Data in this exercise:
//! Line-oriented commands.

use super::{Access, ArgumentFlag, Command, CommandFlags, CommandLine, LineRange, RangeFlag, flags};
use crate::script::{ExecError, ExecutionResult};
use crate::session::ExecContext;

fn target_range(line: &CommandLine, ctx: &ExecContext<'_>) -> LineRange {
    line.range.unwrap_or_else(|| LineRange::line(ctx.current_line()))
}

/// `:[range]p[rint]`: echo the lines and leave the cursor on the last one
#[derive(Debug)]
pub struct PrintCommand {
    line: CommandLine,
}

impl PrintCommand {
    const FLAGS: CommandFlags = flags(RangeFlag::Optional, ArgumentFlag::Forbidden, Access::ReadOnly);

    pub fn new(line: CommandLine) -> Self {
        Self { line }
    }
}

impl Command for PrintCommand {
    fn name(&self) -> &'static str {
        "print"
    }

    fn flags(&self) -> CommandFlags {
        Self::FLAGS
    }

    fn line(&self) -> &CommandLine {
        &self.line
    }

    fn process(&self, ctx: &mut ExecContext<'_>) -> Result<ExecutionResult, ExecError> {
        let range = target_range(&self.line, ctx);
        for line in range.first..=range.last {
            let text = ctx.editor.line_text(line - 1).unwrap_or_default();
            ctx.session.echo(text);
        }
        ctx.editor.set_current_line(range.last - 1);
        Ok(ExecutionResult::Success)
    }
}

/// `:[range]d[elete] [count]`
///
/// With a count, deletes that many lines starting at the last line of the
/// range, stopping at the end of the buffer.
#[derive(Debug)]
pub struct DeleteCommand {
    line: CommandLine,
}

impl DeleteCommand {
    const FLAGS: CommandFlags = flags(RangeFlag::Optional, ArgumentFlag::Optional, Access::Write);

    pub fn new(line: CommandLine) -> Self {
        Self { line }
    }

    fn count(&self) -> Result<Option<usize>, ExecError> {
        let argument = self.line.argument.trim();
        if argument.is_empty() {
            return Ok(None);
        }
        match argument.parse::<usize>() {
            Ok(count) if count > 0 => Ok(Some(count)),
            _ => Err(ExecError::ex(format!("E488: Trailing characters: {argument}"))),
        }
    }
}

impl Command for DeleteCommand {
    fn name(&self) -> &'static str {
        "delete"
    }

    fn flags(&self) -> CommandFlags {
        Self::FLAGS
    }

    fn line(&self) -> &CommandLine {
        &self.line
    }

    fn process(&self, ctx: &mut ExecContext<'_>) -> Result<ExecutionResult, ExecError> {
        let mut range = target_range(&self.line, ctx);
        if let Some(count) = self.count()? {
            let first = range.last;
            let last = first.saturating_add(count - 1).min(ctx.editor.line_count());
            range = LineRange::new(first, last);
        }
        tracing::debug!(range = %range, "deleting lines");
        ctx.editor.delete_lines(range.first - 1, range.last - 1);
        Ok(ExecutionResult::Success)
    }
}

#[cfg(test)]
mod tests {
    use super::*;
    use crate::editor::{Editor, EditorId, TextEditor};
    use crate::session::Session;

    fn editor() -> TextEditor {
        TextEditor::from_text(EditorId(0), "one\ntwo\nthree\nfour\n")
    }

    #[test]
    fn print_echoes_range_and_moves_cursor() {
        let mut session = Session::new();
        let mut editor = editor();
        let before = editor.text();
        let mut ctx = ExecContext::new(&mut session, &mut editor);
        let command = PrintCommand::new(CommandLine::default().range(LineRange::new(2, 3)));
        command.execute(&mut ctx).unwrap();

        let shown: Vec<&str> = session.messages().iter().map(|m| m.text.as_str()).collect();
        assert_eq!(shown, vec!["two", "three"]);
        assert_eq!(editor.current_line(), 2);
        assert_eq!(editor.text(), before);
    }

    #[test]
    fn print_defaults_to_current_line() {
        let mut session = Session::new();
        let mut editor = editor();
        editor.set_current_line(3);
        let mut ctx = ExecContext::new(&mut session, &mut editor);
        PrintCommand::new(CommandLine::default()).execute(&mut ctx).unwrap();
        assert_eq!(session.messages()[0].text, "four");
    }

    #[test]
    fn print_rejects_arguments_without_output() {
        let mut session = Session::new();
        let mut editor = editor();
        let mut ctx = ExecContext::new(&mut session, &mut editor);
        let err = PrintCommand::new(CommandLine::with_argument("x"))
            .execute(&mut ctx)
            .unwrap_err();
        assert_eq!(err.to_string(), "E488: Trailing characters: x");
        assert!(session.messages().is_empty());
    }

    #[test]
    fn delete_removes_range() {
        let mut session = Session::new();
        let mut editor = editor();
        let mut ctx = ExecContext::new(&mut session, &mut editor);
        DeleteCommand::new(CommandLine::default().range(LineRange::new(2, 3)))
            .execute(&mut ctx)
            .unwrap();
        assert_eq!(editor.text(), "one\nfour\n");
        assert_eq!(editor.current_line(), 1);
    }

    #[test]
    fn delete_count_starts_at_range_end_and_stops_at_buffer_end() {
        let mut session = Session::new();
        let mut editor = editor();
        let mut ctx = ExecContext::new(&mut session, &mut editor);
        let line = CommandLine::with_argument("5").range(LineRange::line(3));
        DeleteCommand::new(line).execute(&mut ctx).unwrap();
        assert_eq!(editor.text(), "one\ntwo\n");
    }

    #[test]
    fn delete_with_huge_count_clamps_to_buffer_end() {
        let mut session = Session::new();
        let mut editor = editor();
        let script = vec![crate::script::Statement::Command(
            crate::commands::build(
                "delete",
                CommandLine::with_argument(usize::MAX.to_string()).range(LineRange::line(2)),
            )
            .unwrap(),
        )];
        session.execute_script(&mut editor, &script).unwrap();
        assert_eq!(editor.text(), "one\n");
        assert!(session.messages().is_empty());
    }

    #[test]
    fn delete_rejects_non_numeric_count() {
        let mut session = Session::new();
        let mut editor = editor();
        let before = editor.text();
        let mut ctx = ExecContext::new(&mut session, &mut editor);
        let err = DeleteCommand::new(CommandLine::with_argument("abc"))
            .execute(&mut ctx)
            .unwrap_err();
        assert_eq!(err.to_string(), "E488: Trailing characters: abc");
        assert_eq!(editor.text(), before);
    }
}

Brief: Where a line in the records above contains the string "script", return that line.

Solution to this problem:
use crate::script::{ExecError, ExecutionResult};
        let script = vec![crate::script::Statement::Command(
        session.execute_script(&mut editor, &script).unwrap();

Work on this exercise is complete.